**YOUR OBJECTIVE:** When the word "SampleRate" shows up in a line of the records below, copy that line.

***** SUPPLIED RECORDS

//! Request classification.
//!
//! Maps a request to the retrieval strategy that serves it. First match
//! wins: navigation, same-origin asset, allow-listed third-party asset,
//! otherwise unhandled.

use schemars::JsonSchema;
use serde::{Deserialize, Serialize};
use url::Url;

use crate::http::{Request, RequestMode};

#[derive(Debug, Clone, Copy, PartialEq, Eq, Serialize, Deserialize, JsonSchema)]
#[serde(rename_all = "snake_case")]
pub enum Classification {
    /// Network-first with the cached shell as offline fallback.
    Navigation,
    /// Cache-first with network fallback.
    SameOriginAsset,
    /// Stale-while-revalidate.
    ThirdPartyAsset,
    /// Not intercepted; goes to the network unchanged.
    Unhandled,
}

impl Classification {
    pub fn strategy(&self) -> &'static str {
        match self {
            Classification::Navigation => "network-first",
            Classification::SameOriginAsset => "cache-first",
            Classification::ThirdPartyAsset => "stale-while-revalidate",
            Classification::Unhandled => "passthrough",
        }
    }
}

/// Classify `request` for a shell served from `origin`.
///
/// `third_party_host` is matched as a substring of the request hostname.
pub fn classify(request: &Request, origin: &Url, third_party_host: &str) -> Classification {
    if is_navigation(request) {
        return Classification::Navigation;
    }
    if !request.is_get() {
        return Classification::Unhandled;
    }
    if request.url.origin() == origin.origin() {
        return Classification::SameOriginAsset;
    }
    if request
        .url
        .host_str()
        .is_some_and(|host| host.contains(third_party_host))
    {
        return Classification::ThirdPartyAsset;
    }
    Classification::Unhandled
}

fn is_navigation(request: &Request) -> bool {
    request.mode == RequestMode::Navigate
        || (request.is_get() && request.header("accept").is_some_and(|accept| accept.contains("text/html")))
}

#[cfg(test)]
mod tests {
    use super::*;

    const CDN: &str = "cdnjs.cloudflare.com";

    fn origin() -> Url {
        Url::parse("https://app.example").unwrap()
    }

    fn get(s: &str) -> Request {
        Request::get(Url::parse(s).unwrap())
    }

    #[test]
    fn test_navigate_mode() {
        let req = get("https://app.example/").with_mode(RequestMode::Navigate);
        assert_eq!(classify(&req, &origin(), CDN), Classification::Navigation);
    }

    #[test]
    fn test_accept_html_is_navigation() {
        let req = get("https://app.example/about").with_header("Accept", "text/html,*/*;q=0.8");
        assert_eq!(classify(&req, &origin(), CDN), Classification::Navigation);
    }

    #[test]
    fn test_navigate_mode_wins_for_any_origin_and_method() {
        let req = Request::new("POST", Url::parse("https://elsewhere.example/form").unwrap())
            .with_mode(RequestMode::Navigate);
        assert_eq!(classify(&req, &origin(), CDN), Classification::Navigation);
    }

    #[test]
    fn test_accept_html_on_post_is_not_navigation() {
        let req = Request::new("POST", Url::parse("https://app.example/form").unwrap()).with_header("Accept", "text/html");
        assert_eq!(classify(&req, &origin(), CDN), Classification::Unhandled);
    }

    #[test]
    fn test_same_origin_asset() {
        let req = get("https://app.example/icons/icon-192.png");
        assert_eq!(classify(&req, &origin(), CDN), Classification::SameOriginAsset);
    }

    #[test]
    fn test_same_host_other_port_is_not_same_origin() {
        let req = get("https://app.example:8443/app.js");
        assert_eq!(classify(&req, &origin(), CDN), Classification::Unhandled);
    }

    #[test]
    fn test_same_host_other_scheme_is_not_same_origin() {
        let req = get("http://app.example/app.js");
        assert_eq!(classify(&req, &origin(), CDN), Classification::Unhandled);
    }

    #[test]
    fn test_third_party_asset() {
        let req = get("https://cdnjs.cloudflare.com/ajax/libs/jspdf/2.5.1/jspdf.umd.min.js");
        assert_eq!(classify(&req, &origin(), CDN), Classification::ThirdPartyAsset);
    }

    #[test]
    fn test_third_party_host_is_substring_match() {
        let req = get("https://eu.cdnjs.cloudflare.com/lib.js");
        assert_eq!(classify(&req, &origin(), CDN), Classification::ThirdPartyAsset);
    }

    #[test]
    fn test_unknown_cross_origin_unhandled() {
        let req = get("https://unpkg.com/lib.js");
        assert_eq!(classify(&req, &origin(), CDN), Classification::Unhandled);
    }

    #[test]
    fn test_non_get_unhandled() {
        let req = Request::new("POST", Url::parse("https://app.example/api/save").unwrap());
        assert_eq!(classify(&req, &origin(), CDN), Classification::Unhandled);

        let req = Request::new("PUT", Url::parse("https://cdnjs.cloudflare.com/x.js").unwrap());
        assert_eq!(classify(&req, &origin(), CDN), Classification::Unhandled);
    }

    #[test]
    fn test_strategy_names() {
        assert_eq!(Classification::Navigation.strategy(), "network-first");
        assert_eq!(Classification::SameOriginAsset.strategy(), "cache-first");
        assert_eq!(Classification::ThirdPartyAsset.strategy(), "stale-while-revalidate");
        assert_eq!(Classification::Unhandled.strategy(), "passthrough");
    }
}
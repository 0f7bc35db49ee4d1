//! cache_keys tool implementation.
//!
//! Lists generations and the request URLs stored in one of them.

use rmcp::{ErrorData as McpError, model::CallToolResult};
use schemars::JsonSchema;
use serde::{Deserialize, Serialize};
use swcache_core::{CachePolicyEngine, LifecycleState};

use crate::tools::json_result;

/// Parameters for the cache_keys tool.
#[derive(Debug, Clone, Default, Serialize, Deserialize, JsonSchema)]
pub struct CacheKeysParams {
    /// Generation to list entries for (default: the active one).
    #[serde(default)]
    pub generation: Option<String>,
}

/// Output from the cache_keys tool.
#[derive(Debug, Clone, Serialize, Deserialize, JsonSchema)]
pub struct CacheKeysOutput {
    /// Name of the active generation.
    pub active: String,
    pub state: LifecycleState,
    /// All generations, oldest first.
    pub generations: Vec<String>,
    /// Generation whose entries are listed.
    pub listed: String,
    /// Stored request URLs, in insertion order.
    pub entries: Vec<String>,
}

/// Implementation of the cache_keys tool.
pub async fn keys_impl(engine: &CachePolicyEngine, params: CacheKeysParams) -> Result<CallToolResult, McpError> {
    let generations = engine.storage().generation_names().await?;
    let listed = params.generation.unwrap_or_else(|| engine.version().to_string());
    let entries = engine.storage().generation(listed.as_str()).keys().await?;

    let output = CacheKeysOutput {
        active: engine.version().to_string(),
        state: engine.state(),
        generations,
        listed,
        entries,
    };

    json_result(&output)
}
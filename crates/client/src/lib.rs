//! Network client for swcache.
//!
//! This crate provides the reqwest-backed [`Fetch`](swcache_core::Fetch)
//! implementation and URL resolution shared by the server and CLI.

pub mod fetch;

pub use fetch::{FetchClient, FetchConfig, UrlError, resolve};
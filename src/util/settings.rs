// Copyright (c) 2024 Mike Tsao

//! Structs that hold configuration information about various parts of the
//! system. Intended to be serialized.

use crate::mapping::MappingError;
use derivative::Derivative;
use serde::{Deserialize, Serialize};

/// Describes the grid that partials are cut into. Grid lines fall every
/// `paxel_duration_samples`, and the envelopes are positioned so that one of
/// them lands `offset_samples` after the envelopes begin.
#[derive(Clone, Copy, Debug, PartialEq, Eq, Derivative, Serialize, Deserialize)]
#[derivative(Default)]
#[serde(default, rename_all = "kebab-case")]
pub struct GridSettings {
    #[derivative(Default(value = "Self::DEFAULT_PAXEL_DURATION_SAMPLES"))]
    paxel_duration_samples: u32,
    offset_samples: u32,
}
impl GridSettings {
    /// The paxel length used unless configured otherwise.
    pub const DEFAULT_PAXEL_DURATION_SAMPLES: u32 = 4096;

    /// Creates a [GridSettings]. Doesn't validate; see [Self::validate()].
    pub fn new_with(paxel_duration_samples: u32, offset_samples: u32) -> Self {
        Self {
            paxel_duration_samples,
            offset_samples,
        }
    }

    /// The length of every whole paxel, in samples.
    pub fn paxel_duration_samples(&self) -> u32 {
        self.paxel_duration_samples
    }

    /// How far the grid is shifted from sample zero.
    pub fn offset_samples(&self) -> u32 {
        self.offset_samples
    }

    /// The silence that goes before the envelopes so that the grid line
    /// `offset_samples` into them falls on a whole multiple of
    /// `paxel_duration_samples` in the rendered partial. Zero when there's no
    /// offset. Only meaningful for a valid grid.
    pub fn lead_in_samples(&self) -> u32 {
        match self.offset_samples {
            0 => 0,
            offset => self.paxel_duration_samples.saturating_sub(offset),
        }
    }

    /// Paxels must be at least one sample long, and the offset must be shorter
    /// than one paxel.
    pub fn validate(&self) -> Result<(), MappingError> {
        if self.paxel_duration_samples == 0 {
            return Err(MappingError::ZeroPaxelDuration);
        }
        if self.offset_samples >= self.paxel_duration_samples {
            return Err(MappingError::OffsetOutOfRange {
                offset: self.offset_samples,
                paxel_duration: self.paxel_duration_samples,
            });
        }
        Ok(())
    }
}
/// The continuous description of one partial, in terms of a frequency
/// envelope, an amplitude envelope, a starting phase, and optionally some
/// [PhaseTarget]s along the way. This is the stock [ShapesPartial].
#[derive(Clone, Debug, PartialEq, Serialize, Deserialize, Builder)]
#[serde(rename_all = "kebab-case")]
#[builder(build_fn(private, name = "build_from_builder"))]
pub struct PartialEnvelopes {
    /// Hz. Every level must be positive.
    frequency: BreakpointEnvelope,
    /// Every level must be in [-1.0, 1.0]. Negative levels invert phase.
    amplitude: BreakpointEnvelope,
    /// How long the partial lasts.
    duration_samples: u32,
    /// Radians, in [0, 2π).
    #[builder(default)]
    initial_phase: f64,
    /// In ascending time order.
    #[builder(default, setter(each(name = "phase_target")))]
    #[serde(default)]
    phase_targets: Vec<PhaseTarget>,
    /// The sample rate that the envelopes' sample offsets are expressed in.
    #[builder(default)]
    sample_rate: SampleRate,
}
impl PartialEnvelopesBuilder {
    /// Builds the [PartialEnvelopes], checking that frequencies stay positive,
    /// amplitudes stay in range, the initial phase is in [0, 2π), and the
    /// partial lasts at least one sample. Phase targets are checked with
    /// [PhaseTarget::verify_targets()].
    pub fn build(&self) -> Result<PartialEnvelopes, PartialEnvelopesBuilderError> {
        let envelopes = self.build_from_builder()?;
        let invalid = |msg: String| Err(PartialEnvelopesBuilderError::ValidationError(msg));

        if envelopes.duration_samples == 0 {
            return invalid("A partial must last at least one sample".to_string());
        }
        if let Some(p) = envelopes
            .frequency
            .points()
            .iter()
            .find(|p| !FrequencyHz(p.value).is_valid())
        {
            return invalid(format!("frequency level {} must be positive", p.value));
        }
        if let Some(p) = envelopes
            .amplitude
            .points()
            .iter()
            .find(|p| !BipolarNormal::contains(p.value))
        {
            return invalid(format!(
                "amplitude level {} is outside [-1.0, 1.0]",
                p.value
            ));
        }
        if !(0.0..TWO_PI).contains(&envelopes.initial_phase) {
            return invalid(format!(
                "initial phase {} is outside [0, 2π)",
                envelopes.initial_phase
            ));
        }
        if let Err(msg) =
            PhaseTarget::verify_targets(&envelopes.phase_targets, envelopes.duration_samples)
        {
            return invalid(msg);
        }
        Ok(envelopes)
    }

    /// Sets the duration to the end of whichever envelope, or phase target,
    /// ends last. Call this after setting everything else.
    pub fn duration_from_envelopes(&mut self) -> &mut Self {
        let last_target = self
            .phase_targets
            .iter()
            .flatten()
            .map(PhaseTarget::when)
            .max();
        let last = [&self.frequency, &self.amplitude]
            .into_iter()
            .flatten()
            .map(BreakpointEnvelope::last_when)
            .chain(last_target)
            .max()
            .unwrap_or_default();
        self.duration_samples(last)
    }
}
#[allow(missing_docs)]
impl PartialEnvelopes {
    pub fn frequency(&self) -> &BreakpointEnvelope {
        &self.frequency
    }
    pub fn amplitude(&self) -> &BreakpointEnvelope {
        &self.amplitude
    }
}
impl ShapesPartial for PartialEnvelopes {
    fn duration_samples(&self) -> u32 {
        self.duration_samples
    }

    fn frequency_at(&self, sample: u32) -> FrequencyHz {
        FrequencyHz(self.frequency.value_at(sample))
    }

    fn amplitude_at(&self, sample: u32) -> BipolarNormal {
        BipolarNormal::new(self.amplitude.value_at(sample))
    }

    fn initial_phase(&self) -> f64 {
        self.initial_phase
    }

    fn phase_targets(&self) -> &[PhaseTarget] {
        &self.phase_targets
    }

    fn sample_rate(&self) -> SampleRate {
        self.sample_rate
    }
}
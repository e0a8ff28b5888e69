// Copyright (c) 2024 Mike Tsao

//! The frozen descriptions of partials and the paxels they're made of.

/// The most commonly used imports.
pub mod prelude {
    pub use super::{PartialSpecification, PaxelSpecification, PaxelSpecificationBuilder};
}

pub use {
    partial::PartialSpecification,
    paxel::{PaxelSpecification, PaxelSpecificationBuilder, PaxelSpecificationBuilderError},
};

mod partial;
mod paxel;
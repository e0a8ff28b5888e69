// Copyright (c) 2024 Mike Tsao

use super::PaxelSpecification;
use crate::prelude::*;
use anyhow::anyhow;
use serde::{Deserialize, Serialize};

/// The complete, frozen description of one partial: a time-ordered run of
/// [PaxelSpecification]s that together cover `[0, total_duration_samples())`,
/// plus the sample rate that their phases were computed for.
///
/// A [PartialSpecification] is a self-contained unit of work. It can be
/// produced in one place, serialized, and rendered somewhere else.
#[derive(Clone, Debug, Default, PartialEq, Serialize, Deserialize)]
#[serde(rename_all = "kebab-case")]
pub struct PartialSpecification {
    paxels: Vec<PaxelSpecification>,
    sample_rate: SampleRate,
}
impl PartialSpecification {
    /// Wraps the given paxels as-is. Callers that assemble paxels by hand are
    /// responsible for keeping them contiguous; see [Self::is_contiguous()].
    pub fn new_with(paxels: Vec<PaxelSpecification>, sample_rate: SampleRate) -> Self {
        Self {
            paxels,
            sample_rate,
        }
    }

    /// The paxels, in time order.
    pub fn paxels(&self) -> &[PaxelSpecification] {
        &self.paxels
    }

    #[allow(missing_docs)]
    pub fn iter(&self) -> core::slice::Iter<'_, PaxelSpecification> {
        self.paxels.iter()
    }

    #[allow(missing_docs)]
    pub fn len(&self) -> usize {
        self.paxels.len()
    }

    #[allow(missing_docs)]
    pub fn is_empty(&self) -> bool {
        self.paxels.is_empty()
    }

    /// The sample rate the paxels' phases assume.
    pub fn sample_rate(&self) -> SampleRate {
        self.sample_rate
    }

    /// The sum of all paxel durations, which is also the length of the
    /// rendered partial.
    pub fn total_duration_samples(&self) -> u64 {
        self.paxels
            .iter()
            .map(|p| p.duration_samples() as u64)
            .sum()
    }

    /// Whether the paxels start at sample zero and each one begins on the
    /// sample after the previous one ends. An empty specification is
    /// trivially contiguous.
    pub fn is_contiguous(&self) -> bool {
        let mut next_start = 0u64;
        for p in self.paxels.iter() {
            if p.start_sample() as u64 != next_start {
                return false;
            }
            next_start = p.end_sample() as u64 + 1;
        }
        true
    }

    /// Serializes to JSON.
    pub fn to_json(&self) -> anyhow::Result<String> {
        Ok(serde_json::to_string(self)?)
    }

    /// Deserializes from JSON, then rechecks what a builder would have
    /// checked, since the text could have come from anywhere.
    pub fn from_json(json: &str) -> anyhow::Result<Self> {
        let specification: Self = serde_json::from_str(json)?;
        for p in specification.paxels.iter() {
            p.validate()
                .map_err(|e| anyhow!("paxel at sample {}: {e}", p.start_sample()))?;
        }
        if !specification.is_contiguous() {
            return Err(anyhow!("paxels are not contiguous"));
        }
        Ok(specification)
    }
}
impl<'a> IntoIterator for &'a PartialSpecification {
    type Item = &'a PaxelSpecification;
    type IntoIter = core::slice::Iter<'a, PaxelSpecification>;

    fn into_iter(self) -> Self::IntoIter {
        self.iter()
    }
}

**********

**OUTPUT FOR THIS EXERCISE:**
    sample_rate: SampleRate,
    fn sample_rate(&self) -> SampleRate {
    sample_rate: SampleRate,
    pub fn new_with(paxels: Vec<PaxelSpecification>, sample_rate: SampleRate) -> Self {
    pub fn sample_rate(&self) -> SampleRate {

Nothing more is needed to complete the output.